No consensus was reached on the initiation of SITT as a first-line therapy in patients with COPD hospitalization due to exacerbation (62% participants agreed). The use of SITT as the treatment of choice for symptomatic COPD without an exacerbation history (19% participants agreed) did not achieve a consensus (). No consensus was reached on which patient population would benefit the most from early treatment with SITT instead of bronchodilators alone, with 33% participants reporting most benefit from SITT in elderly patients, and 62% participants reporting that patients with higher degree of dyspnea plus cough and sputum would benefit the most ().
Figure 6 Survey 2 responses on early optimization concept and benefits of early triple therapy initiation.

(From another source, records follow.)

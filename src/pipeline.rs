// src/pipeline.rs
//! Wiring: immutable context + task queue + per-event processing.
//!
//! Every inbound event becomes a queued classification task (plus an optional
//! cache task). Matched events are scored and written from inside the queue. When
//! a sentiment service is configured, the lookup runs off-queue and a continuation
//! task, enqueued right away, waits for it, re-scores and writes. Continuations are
//! enqueued in event order, so sink writes keep event order too.

use anyhow::{Context, Result};
use metrics::counter;
use std::sync::Arc;
use std::time::Duration;
use tracing::{debug, info, warn};

use crate::cache::EventCache;
use crate::classify::{classify, ClassificationResult, KeywordMatcher};
use crate::config::{AppConfig, Credentials};
use crate::logging::anon_hash;
use crate::profanity::{ProfanityFilter, WordListFilter};
use crate::queue::TaskQueue;
use crate::sentiment::{HttpSentimentClient, SentimentAdapter};
use crate::sink::{InfluxConfig, InfluxWriter, MemoryWriter, PointWriter, SinkAdapter};
use crate::stream::{RawEvent, RetryPolicy, SessionManager, StreamSource};
use crate::vocab::{self, TrustedSourceSet, Vocabulary};

/// Everything a task reads. Built once at startup and never mutated.
pub struct PipelineContext {
    pub vocabulary: Vocabulary,
    pub trusted: TrustedSourceSet,
    pub matcher: KeywordMatcher,
    pub profanity: Arc<dyn ProfanityFilter>,
    pub sentiment: Option<SentimentAdapter>,
    pub sink: SinkAdapter,
    pub cache: Option<EventCache>,
}

impl PipelineContext {
    pub fn new(vocabulary: Vocabulary, trusted: TrustedSourceSet, sink: SinkAdapter) -> Result<Self> {
        let matcher = KeywordMatcher::new(&vocabulary).context("compiling keyword matcher")?;
        Ok(Self {
            vocabulary,
            trusted,
            matcher,
            profanity: Arc::new(WordListFilter::default_seed()),
            sentiment: None,
            sink,
            cache: None,
        })
    }

    pub fn with_sentiment(mut self, adapter: SentimentAdapter) -> Self {
        self.sentiment = Some(adapter);
        self
    }

    pub fn with_profanity(mut self, filter: Arc<dyn ProfanityFilter>) -> Self {
        self.profanity = filter;
        self
    }

    pub fn with_cache(mut self, cache: EventCache) -> Self {
        self.cache = Some(cache);
        self
    }

    /// Load vocabulary + trust set and build the collaborators named in the config.
    pub fn from_config(cfg: &AppConfig, creds: &Credentials) -> Result<Self> {
        let vocabulary = vocab::load_vocabulary(&cfg.vocabulary.path)?;
        let trusted = match &cfg.vocabulary.trusted_path {
            Some(p) => vocab::load_trusted(p)?,
            None => TrustedSourceSet::default(),
        };

        let writer: Arc<dyn PointWriter> = if cfg.sink.in_memory {
            Arc::new(MemoryWriter::default())
        } else {
            Arc::new(InfluxWriter::new(InfluxConfig {
                url: cfg.sink.url.clone(),
                database: cfg.sink.database.clone(),
                username: creds.influx_username.clone(),
                password: creds.influx_password.clone(),
                ..InfluxConfig::default()
            })?)
        };
        let sink = SinkAdapter::new(writer, cfg.sink.measurement.as_str());

        let mut ctx = Self::new(vocabulary, trusted, sink)?;

        if cfg.sentiment.enabled {
            let key = creds
                .sentiment_key
                .clone()
                .context("sentiment enabled without an API key")?;
            let timeout = Duration::from_secs(cfg.sentiment.timeout_secs);
            let client = HttpSentimentClient::new(cfg.sentiment.endpoint.as_str(), key, timeout)?;
            ctx = ctx.with_sentiment(SentimentAdapter::new(Arc::new(client), timeout));
        }
        if let Some(p) = &cfg.stream.cache_path {
            ctx = ctx.with_cache(EventCache::new(p.clone()));
        }

        info!(
            target: "pipeline",
            terms = ctx.vocabulary.len(),
            trusted = ctx.trusted.len(),
            sentiment = ctx.sentiment.as_ref().map(|s| s.provider_name()).unwrap_or("off"),
            caching = ctx.cache.is_some(),
            "pipeline context ready"
        );
        Ok(ctx)
    }

    pub fn classify(&self, event: &RawEvent) -> Option<ClassificationResult> {
        classify(event, &self.matcher, &self.trusted, self.profanity.as_ref())
    }
}

#[derive(Clone)]
pub struct Pipeline {
    ctx: Arc<PipelineContext>,
    queue: TaskQueue,
}

impl Pipeline {
    pub fn new(ctx: PipelineContext, queue: TaskQueue) -> Self {
        Self {
            ctx: Arc::new(ctx),
            queue,
        }
    }

    pub fn context(&self) -> &PipelineContext {
        &self.ctx
    }

    pub fn queue(&self) -> &TaskQueue {
        &self.queue
    }

    /// Stream data handler: classification task, then the cache task if caching is on.
    pub fn handle_stream_event(&self, event: RawEvent) {
        let event = Arc::new(event);
        self.enqueue_shared(Arc::clone(&event));

        if let Some(cache) = self.ctx.cache.clone() {
            self.queue.push_fn(move || async move {
                if let Err(e) = cache.append(&event).await {
                    warn!(target: "cache", event_id = %event.id, error = ?e, "event cache write failed");
                }
            });
        }
    }

    /// Enqueue only the classification task for one event.
    pub fn enqueue_classification(&self, event: RawEvent) {
        self.enqueue_shared(Arc::new(event));
    }

    fn enqueue_shared(&self, event: Arc<RawEvent>) {
        let this = self.clone();
        self.queue
            .push_fn(move || async move { this.process_event(&event).await });
    }

    /// Body of a classification task.
    ///
    /// With sentiment on, the continuation waits inside the queue, so later tasks
    /// are held back for at most the sentiment timeout.
    async fn process_event(&self, event: &RawEvent) {
        let Some(mut result) = self.ctx.classify(event) else {
            counter!("events_unmatched_total").increment(1);
            debug!(target: "pipeline", event_id = %event.id, "no keyword match");
            return;
        };
        counter!("events_matched_total").increment(1);
        info!(
            target: "pipeline",
            event_id = %result.event_id,
            author = %result.author,
            text_id = %anon_hash(&result.raw_text),
            tags = ?result.matched_tags,
            friendly = result.is_friendly,
            volatile = result.is_volatile,
            relevance = result.relevance,
            "event matched"
        );

        let Some(adapter) = self.ctx.sentiment.clone() else {
            self.ctx.sink.persist_logged(&result).await;
            return;
        };

        let text = result.raw_text.clone();
        let terms = result.matched_tags.clone();
        let lookup = tokio::spawn(async move { adapter.lookup(&text, &terms).await });

        let ctx = Arc::clone(&self.ctx);
        self.queue.push_fn(move || async move {
            match lookup.await {
                Ok(Some(summary)) => {
                    result.apply_sentiment(summary);
                    debug!(
                        target: "pipeline",
                        event_id = %result.event_id,
                        relevance = result.relevance,
                        "relevance refined by sentiment"
                    );
                }
                // Already logged by the adapter; friendliness score stands.
                Ok(None) => {}
                Err(e) => {
                    warn!(target: "pipeline", event_id = %result.event_id, error = %e, "sentiment task aborted");
                }
            }
            ctx.sink.persist_logged(&result).await;
        });
    }

    /// Offline mode: enqueue a fixed batch and wait for every resulting task.
    pub async fn run_offline(&self, events: Vec<RawEvent>) {
        let n = events.len();
        info!(target: "pipeline", events = n, "offline batch start");
        for ev in events {
            self.enqueue_classification(ev);
        }
        self.queue.wait_idle().await;
        info!(target: "pipeline", events = n, "offline batch done");
    }

    /// Session whose data handler feeds this pipeline. Tracks the vocabulary.
    pub fn live_session(&self, source: Arc<dyn StreamSource>, policy: RetryPolicy) -> SessionManager {
        let this = self.clone();
        SessionManager::new(
            source,
            self.ctx.vocabulary.track_param(),
            policy,
            Box::new(move |ev| this.handle_stream_event(ev)),
        )
    }
}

Nine percent of participants voted that they do not prescribe SITT due to the risk of pneumonia in patients with COPD, not reaching a consensus. The participants did not reach a consensus regarding the statement that all SITT are associated with a similar degree of pneumonia (67% participants agreed) (). There was agreement among the participants on the factors that contribute to the risk of pneumonia: diabetes mellitus (76% participants), older age (90% participants) and lower BMI (76% participants). No consensus was achieved on female gender and concurrent statin therapy as factors that contribute to the risk of pneumonia in the second round as well. Higher levels of dyspnea as a factor for early initiation of triple therapy (57% participants) failed to achieve consensus in this round of survey as well ().
Figure 7 Survey 2 responses on pneumonia risk concept and risk factors for pneumonia.
Discussion
The aim of this Delphi study was to understand the consensus among respiratory experts regarding use of triple therapy for the management of patients with COPD with respect to exacerbation reduction, early optimization, pneumonia risk, and mortality benefits. The expert panel agreed on the benefits of triple therapy on mortality and exacerbation risk reduction, while further discussion is warranted on identifying the patient population most appropriate for triple therapy.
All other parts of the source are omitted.